The problem — Exact repetition of the data is the whole task.
#### Available data ####
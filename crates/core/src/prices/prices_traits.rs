use async_trait::async_trait;

use super::prices_model::PricesJson;
use crate::errors::Result;

/// Persistence hook for the price table.
///
/// The resolver calls `save` with the full table after every price it learns
/// from an oracle, so nothing fetched over the network is lost if the run
/// stops early.
#[async_trait]
pub trait PriceStore: Send + Sync {
    async fn save(&self, prices: &PricesJson) -> Result<()>;
}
####
Reply —
filename crates/core/src/prices/prices_traits.rs
use async_trait::async_trait;

use super::prices_model::PricesJson;
use crate::errors::Result;

/// Persistence hook for the price table.
///
/// The resolver calls `save` with the full table after every price it learns
/// from an oracle, so nothing fetched over the network is lost if the run
/// stops early.
#[async_trait]
pub trait PriceStore: Send + Sync {
    async fn save(&self, prices: &PricesJson) -> Result<()>;
}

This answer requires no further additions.